Saved entries:
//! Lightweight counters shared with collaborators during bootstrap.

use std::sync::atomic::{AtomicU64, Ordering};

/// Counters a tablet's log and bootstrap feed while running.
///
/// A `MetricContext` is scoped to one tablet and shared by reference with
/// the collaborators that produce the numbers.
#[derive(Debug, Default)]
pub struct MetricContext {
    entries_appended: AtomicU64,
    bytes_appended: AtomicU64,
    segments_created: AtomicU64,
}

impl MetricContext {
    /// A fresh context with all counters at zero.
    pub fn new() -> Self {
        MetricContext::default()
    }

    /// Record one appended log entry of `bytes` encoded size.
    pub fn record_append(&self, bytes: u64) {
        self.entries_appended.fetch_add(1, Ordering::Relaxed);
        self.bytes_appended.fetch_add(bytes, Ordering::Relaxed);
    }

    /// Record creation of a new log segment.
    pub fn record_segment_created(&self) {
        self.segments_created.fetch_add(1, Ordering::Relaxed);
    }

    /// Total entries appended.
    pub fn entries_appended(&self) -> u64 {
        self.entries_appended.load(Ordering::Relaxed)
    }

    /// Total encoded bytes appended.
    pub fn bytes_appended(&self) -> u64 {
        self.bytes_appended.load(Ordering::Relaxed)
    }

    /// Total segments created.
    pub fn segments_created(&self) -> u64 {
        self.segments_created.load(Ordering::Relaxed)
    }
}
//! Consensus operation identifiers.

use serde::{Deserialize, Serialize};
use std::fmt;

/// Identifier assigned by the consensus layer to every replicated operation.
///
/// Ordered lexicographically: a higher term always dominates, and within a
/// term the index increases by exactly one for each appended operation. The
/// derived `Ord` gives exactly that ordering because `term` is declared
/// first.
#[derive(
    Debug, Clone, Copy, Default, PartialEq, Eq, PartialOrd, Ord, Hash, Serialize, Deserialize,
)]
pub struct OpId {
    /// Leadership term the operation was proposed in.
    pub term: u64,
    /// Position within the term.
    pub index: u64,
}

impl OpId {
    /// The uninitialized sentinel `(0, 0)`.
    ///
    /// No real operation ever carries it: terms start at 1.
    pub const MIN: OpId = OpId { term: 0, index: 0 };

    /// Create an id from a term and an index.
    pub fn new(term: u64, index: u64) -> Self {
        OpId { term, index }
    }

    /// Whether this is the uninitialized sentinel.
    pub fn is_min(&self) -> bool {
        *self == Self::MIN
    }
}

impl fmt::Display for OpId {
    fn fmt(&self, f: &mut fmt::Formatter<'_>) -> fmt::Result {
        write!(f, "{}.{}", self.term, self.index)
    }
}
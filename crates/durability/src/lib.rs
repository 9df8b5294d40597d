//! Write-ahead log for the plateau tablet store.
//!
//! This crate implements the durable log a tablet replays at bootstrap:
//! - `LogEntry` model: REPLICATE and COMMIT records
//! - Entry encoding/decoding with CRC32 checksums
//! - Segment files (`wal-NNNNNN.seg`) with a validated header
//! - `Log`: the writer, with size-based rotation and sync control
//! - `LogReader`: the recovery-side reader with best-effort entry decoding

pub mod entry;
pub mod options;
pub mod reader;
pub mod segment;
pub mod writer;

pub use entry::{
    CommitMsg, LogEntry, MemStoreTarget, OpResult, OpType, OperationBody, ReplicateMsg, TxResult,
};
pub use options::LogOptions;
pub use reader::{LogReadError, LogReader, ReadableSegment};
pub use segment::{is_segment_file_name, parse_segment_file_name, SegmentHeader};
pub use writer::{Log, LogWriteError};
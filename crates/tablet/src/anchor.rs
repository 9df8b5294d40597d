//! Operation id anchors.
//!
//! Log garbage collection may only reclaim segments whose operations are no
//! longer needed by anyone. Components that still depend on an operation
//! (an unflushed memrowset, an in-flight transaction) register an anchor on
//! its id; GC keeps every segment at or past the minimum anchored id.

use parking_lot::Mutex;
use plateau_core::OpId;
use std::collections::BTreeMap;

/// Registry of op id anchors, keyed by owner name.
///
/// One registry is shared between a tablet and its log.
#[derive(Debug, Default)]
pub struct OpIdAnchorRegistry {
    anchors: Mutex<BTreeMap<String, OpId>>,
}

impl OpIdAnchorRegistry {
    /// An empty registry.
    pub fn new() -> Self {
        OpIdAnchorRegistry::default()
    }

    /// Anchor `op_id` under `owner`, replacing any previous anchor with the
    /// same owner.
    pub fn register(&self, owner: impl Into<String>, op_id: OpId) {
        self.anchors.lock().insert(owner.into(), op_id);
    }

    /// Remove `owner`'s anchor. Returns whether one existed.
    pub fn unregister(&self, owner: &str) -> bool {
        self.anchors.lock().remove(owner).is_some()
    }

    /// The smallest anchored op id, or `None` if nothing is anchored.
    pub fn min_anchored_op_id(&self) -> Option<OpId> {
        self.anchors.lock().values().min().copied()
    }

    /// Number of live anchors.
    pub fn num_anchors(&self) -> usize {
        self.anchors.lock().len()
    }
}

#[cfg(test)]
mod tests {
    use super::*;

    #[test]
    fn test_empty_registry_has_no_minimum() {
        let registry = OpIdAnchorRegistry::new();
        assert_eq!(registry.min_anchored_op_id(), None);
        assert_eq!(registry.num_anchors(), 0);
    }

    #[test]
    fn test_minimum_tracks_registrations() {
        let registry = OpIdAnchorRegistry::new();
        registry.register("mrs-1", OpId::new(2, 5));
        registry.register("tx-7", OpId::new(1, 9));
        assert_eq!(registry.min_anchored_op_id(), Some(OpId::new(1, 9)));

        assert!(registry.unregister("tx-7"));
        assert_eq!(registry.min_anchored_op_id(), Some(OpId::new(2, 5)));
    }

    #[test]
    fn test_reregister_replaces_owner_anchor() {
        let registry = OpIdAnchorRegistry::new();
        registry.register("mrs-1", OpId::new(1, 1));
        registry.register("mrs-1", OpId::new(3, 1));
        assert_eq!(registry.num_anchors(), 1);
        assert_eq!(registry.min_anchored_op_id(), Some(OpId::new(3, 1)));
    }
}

- [What to do]: If a line above includes the string "shared", pick it out.

- [Task answer]:
//! Lightweight counters shared with collaborators during bootstrap.
/// A `MetricContext` is scoped to one tablet and shared by reference with
/// One registry is shared between a tablet and its log.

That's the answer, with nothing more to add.